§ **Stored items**
----

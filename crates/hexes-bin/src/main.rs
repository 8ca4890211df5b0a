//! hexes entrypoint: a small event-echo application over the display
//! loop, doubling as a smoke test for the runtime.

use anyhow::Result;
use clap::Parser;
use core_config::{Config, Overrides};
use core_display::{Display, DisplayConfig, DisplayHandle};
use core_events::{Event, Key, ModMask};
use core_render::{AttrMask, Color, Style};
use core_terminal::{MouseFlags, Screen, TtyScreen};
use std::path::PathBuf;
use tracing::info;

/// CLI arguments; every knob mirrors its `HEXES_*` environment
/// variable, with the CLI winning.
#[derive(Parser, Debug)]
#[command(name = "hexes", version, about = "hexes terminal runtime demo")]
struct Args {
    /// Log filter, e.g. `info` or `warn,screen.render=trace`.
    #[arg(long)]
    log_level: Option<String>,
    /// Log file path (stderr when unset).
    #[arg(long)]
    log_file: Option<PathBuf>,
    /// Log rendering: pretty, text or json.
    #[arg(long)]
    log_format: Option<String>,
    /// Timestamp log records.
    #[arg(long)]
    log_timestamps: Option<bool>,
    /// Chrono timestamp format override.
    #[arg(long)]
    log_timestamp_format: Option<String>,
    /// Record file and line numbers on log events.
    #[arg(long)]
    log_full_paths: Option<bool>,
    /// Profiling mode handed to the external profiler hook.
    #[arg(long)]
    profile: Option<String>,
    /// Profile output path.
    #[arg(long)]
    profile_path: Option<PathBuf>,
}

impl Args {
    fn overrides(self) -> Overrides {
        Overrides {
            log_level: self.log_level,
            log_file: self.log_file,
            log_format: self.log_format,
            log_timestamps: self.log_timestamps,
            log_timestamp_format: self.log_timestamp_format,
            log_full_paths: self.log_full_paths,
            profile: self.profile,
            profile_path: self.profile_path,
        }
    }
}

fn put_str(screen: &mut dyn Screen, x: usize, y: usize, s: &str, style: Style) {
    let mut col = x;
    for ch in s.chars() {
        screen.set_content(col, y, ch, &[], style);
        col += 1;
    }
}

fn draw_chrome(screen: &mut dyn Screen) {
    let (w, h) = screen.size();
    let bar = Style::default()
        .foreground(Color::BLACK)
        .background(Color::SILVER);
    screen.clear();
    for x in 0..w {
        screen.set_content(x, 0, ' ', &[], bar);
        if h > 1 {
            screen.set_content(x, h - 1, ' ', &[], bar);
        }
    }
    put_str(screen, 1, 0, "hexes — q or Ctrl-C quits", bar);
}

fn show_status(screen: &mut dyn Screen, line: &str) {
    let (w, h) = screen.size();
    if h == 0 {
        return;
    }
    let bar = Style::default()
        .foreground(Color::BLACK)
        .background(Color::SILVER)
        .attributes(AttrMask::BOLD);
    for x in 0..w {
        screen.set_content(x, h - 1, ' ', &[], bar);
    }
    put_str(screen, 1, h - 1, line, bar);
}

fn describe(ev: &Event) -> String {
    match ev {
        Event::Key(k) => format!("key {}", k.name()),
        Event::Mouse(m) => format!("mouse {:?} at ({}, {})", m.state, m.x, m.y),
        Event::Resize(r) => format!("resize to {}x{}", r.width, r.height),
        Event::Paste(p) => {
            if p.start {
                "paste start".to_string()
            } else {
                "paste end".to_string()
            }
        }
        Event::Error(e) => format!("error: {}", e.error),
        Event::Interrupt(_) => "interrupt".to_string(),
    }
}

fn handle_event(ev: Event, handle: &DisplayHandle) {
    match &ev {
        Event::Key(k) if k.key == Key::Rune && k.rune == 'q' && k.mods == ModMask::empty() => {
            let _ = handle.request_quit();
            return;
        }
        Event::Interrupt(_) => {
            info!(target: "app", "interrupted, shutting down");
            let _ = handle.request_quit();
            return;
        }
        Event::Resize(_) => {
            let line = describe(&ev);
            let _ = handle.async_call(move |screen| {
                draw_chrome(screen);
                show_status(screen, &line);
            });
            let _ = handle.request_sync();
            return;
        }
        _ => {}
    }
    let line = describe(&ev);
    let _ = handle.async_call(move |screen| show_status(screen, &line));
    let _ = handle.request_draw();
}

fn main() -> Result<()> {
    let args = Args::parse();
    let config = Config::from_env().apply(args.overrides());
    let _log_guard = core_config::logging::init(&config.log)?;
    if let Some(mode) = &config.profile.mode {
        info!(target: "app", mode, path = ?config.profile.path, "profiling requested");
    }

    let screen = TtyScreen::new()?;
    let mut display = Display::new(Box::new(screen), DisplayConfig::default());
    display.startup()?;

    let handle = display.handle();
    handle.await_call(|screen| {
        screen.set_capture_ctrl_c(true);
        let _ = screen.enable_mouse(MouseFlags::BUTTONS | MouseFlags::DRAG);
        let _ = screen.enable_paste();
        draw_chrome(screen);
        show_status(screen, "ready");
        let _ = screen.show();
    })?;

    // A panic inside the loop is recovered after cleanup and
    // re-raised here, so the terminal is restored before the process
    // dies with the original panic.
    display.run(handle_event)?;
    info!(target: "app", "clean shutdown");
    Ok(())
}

----

§ **WHAT IS NEEDED**
Take every line from the records above that has the word "main" and copy it.

§ **RESPONSE TO THIS TASK**
filename crates/hexes-bin/src/main.rs
fn main() -> Result<()> {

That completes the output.